(DATA FOR THIS TASK begins)

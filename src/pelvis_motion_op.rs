use glam::{Quat, Vec3};

use crate::base::KINDA_SMALL_NUMBER;
use crate::hierarchy::BoneHierarchy;
use crate::logger::RetargetLog;
use crate::math::{quat_blend, Transform};
use crate::op::{impl_op_settings, OpHeader, OpInitContext, OpKind, OpRunContext, PelvisMotionDelta, RetargetOp};

///
/// Settings of `PelvisMotionOp`.
///
/// Only the pelvis bone names require re-initializing, every other field applies live.
///
#[derive(Debug, Clone, PartialEq)]
#[cfg_attr(feature = "serde", derive(serde::Serialize, serde::Deserialize))]
#[cfg_attr(feature = "serde", serde(default))]
pub struct PelvisMotionSettings {
    /// Source pelvis bone, empty for the source rig's pelvis.
    pub source_pelvis_bone: String,
    /// Target pelvis bone, empty for the target rig's pelvis.
    pub target_pelvis_bone: String,

    /// Blends the retargeted rotation against the target reference rotation.
    pub rotation_alpha: f32,
    /// Blends the retargeted translation against the target reference translation.
    pub translation_alpha: f32,

    /// Blends the rotation towards the raw source pelvis rotation.
    pub blend_to_source_rotation: f32,
    /// Blends the translation towards the raw source pelvis position.
    pub blend_to_source_translation: f32,
    /// Per-axis weights of `blend_to_source_translation`.
    pub blend_to_source_translation_weights: Vec3,

    /// Scales the horizontal (XY) displacement from the reference position.
    pub scale_horizontal: f32,
    /// Scales the vertical (Z) displacement from the reference position.
    pub scale_vertical: f32,

    /// Static global translation offset.
    pub translation_offset: Vec3,
    /// Static global rotation offset.
    pub rotation_offset: Quat,
}

impl Default for PelvisMotionSettings {
    fn default() -> PelvisMotionSettings {
        return PelvisMotionSettings {
            source_pelvis_bone: String::new(),
            target_pelvis_bone: String::new(),
            rotation_alpha: 1.0,
            translation_alpha: 1.0,
            blend_to_source_rotation: 0.0,
            blend_to_source_translation: 0.0,
            blend_to_source_translation_weights: Vec3::ONE,
            scale_horizontal: 1.0,
            scale_vertical: 1.0,
            translation_offset: Vec3::ZERO,
            rotation_offset: Quat::IDENTITY,
        };
    }
}

impl PelvisMotionSettings {
    pub fn requires_reinit(&self, other: &PelvisMotionSettings) -> bool {
        return self.source_pelvis_bone != other.source_pelvis_bone
            || self.target_pelvis_bone != other.target_pelvis_bone;
    }
}

#[derive(Debug, Clone, Copy, PartialEq, Default)]
struct PelvisSource {
    bone: usize,
    initial: Transform,
    height_inv: f32,
}

#[derive(Debug, Clone, Copy, PartialEq, Default)]
struct PelvisTarget {
    bone: usize,
    initial: Transform,
    height: f32,
}

///
/// Transfers pelvis motion from the source to the target.
///
/// Source displacement is normalized by the source pelvis height and rescaled by the
/// target pelvis height, so a character twice as tall moves twice as far. The resulting
/// delta is published to the frame context for the ops running afterwards.
///
#[derive(Debug, Clone)]
pub struct PelvisMotionOp {
    header: OpHeader,
    settings: PelvisMotionSettings,
    source: PelvisSource,
    target: PelvisTarget,
}

impl PelvisMotionOp {
    pub fn new(name: impl Into<String>, settings: PelvisMotionSettings) -> PelvisMotionOp {
        return PelvisMotionOp {
            header: OpHeader::new(name),
            settings,
            source: PelvisSource::default(),
            target: PelvisTarget::default(),
        };
    }

    fn find_pelvis(hierarchy: &BoneHierarchy, bone: &str, side: &str, log: &mut RetargetLog) -> Option<usize> {
        let pelvis = match bone.is_empty() {
            true => hierarchy.pelvis(),
            false => hierarchy.find_bone_index_by_name(bone),
        };
        if pelvis.is_none() {
            log.warning(format!("pelvis motion: {} pelvis bone '{}' not found", side, bone));
        }
        return pelvis;
    }

    /// Target pelvis global transform for the given source pelvis global transform.
    fn decode(&self, source_current: &Transform) -> Transform {
        let s = &self.settings;
        let source_initial = &self.source.initial;
        let target_initial = &self.target.initial;

        // normalized displacement, rescaled to the target
        let displacement = source_current.translation - source_initial.translation;
        let mut translation =
            target_initial.translation + displacement * (self.source.height_inv * self.target.height);

        let blend = s.blend_to_source_translation_weights * s.blend_to_source_translation;
        translation += (source_current.translation - translation) * blend;

        let offset = translation - target_initial.translation;
        let offset = Vec3::new(
            offset.x * s.scale_horizontal,
            offset.y * s.scale_horizontal,
            offset.z * s.scale_vertical,
        );
        translation = target_initial.translation + offset + s.translation_offset;

        let rotation_delta = source_current.rotation * source_initial.rotation.inverse();
        let mut rotation = (rotation_delta * target_initial.rotation).normalize();
        rotation = quat_blend(rotation, source_current.rotation, s.blend_to_source_rotation);
        rotation = (s.rotation_offset * rotation).normalize();

        return Transform {
            translation: target_initial.translation.lerp(translation, s.translation_alpha),
            rotation: quat_blend(target_initial.rotation, rotation, s.rotation_alpha),
            scale: target_initial.scale,
        };
    }
}

impl RetargetOp for PelvisMotionOp {
    impl_op_settings!(PelvisMotion);

    fn kind(&self) -> OpKind {
        return OpKind::PelvisMotion;
    }

    fn initialize(&mut self, ctx: &mut OpInitContext) -> bool {
        let source = Self::find_pelvis(ctx.source, &self.settings.source_pelvis_bone, "source", ctx.log);
        let target = Self::find_pelvis(ctx.target, &self.settings.target_pelvis_bone, "target", ctx.log);
        let (source, target) = match (source, target) {
            (Some(source), Some(target)) => (source, target),
            _ => return false,
        };

        let source_initial = ctx.source.retarget_global_pose()[source];
        let source_height = source_initial.translation.z;
        let height_inv = if source_height.abs() < KINDA_SMALL_NUMBER {
            ctx.log.warning(format!(
                "pelvis motion: source pelvis '{}' is at ground level, displacement left unnormalized",
                ctx.source.bone_name(source)
            ));
            1.0
        } else {
            1.0 / source_height
        };

        let target_initial = ctx.target.retarget_global_pose()[target];
        let target_height = if source_height.abs() < KINDA_SMALL_NUMBER {
            1.0
        } else {
            target_initial.translation.z
        };

        self.source = PelvisSource {
            bone: source,
            initial: source_initial,
            height_inv,
        };
        self.target = PelvisTarget {
            bone: target,
            initial: target_initial,
            height: target_height,
        };
        return true;
    }

    fn run(&mut self, ctx: &mut OpRunContext) {
        let source_current = match ctx.source_pose.get(self.source.bone) {
            Some(transform) => *transform,
            None => return,
        };
        let new_pelvis = self.decode(&source_current);
        ctx.target
            .set_global_transform_and_update_children(self.target.bone, &new_pelvis, ctx.target_pose);

        ctx.frame.set_pelvis_motion(PelvisMotionDelta {
            pelvis: self.target.bone,
            translation_delta: new_pelvis.translation - self.target.initial.translation,
            rotation_delta: (new_pelvis.rotation * self.target.initial.rotation.inverse()).normalize(),
        });
    }

    fn collect_retargeted_bones(&self, out: &mut Vec<usize>) {
        out.push(self.target.bone);
    }
}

(DATA FOR THIS TASK ends)

### THE PROBLEM:
Note every line of the entries in which "serde" appears, and copy it down.

### OUTPUT OF THE EXERCISE:
#[cfg_attr(feature = "serde", derive(serde::Serialize, serde::Deserialize))]
#[cfg_attr(feature = "serde", serde(default))]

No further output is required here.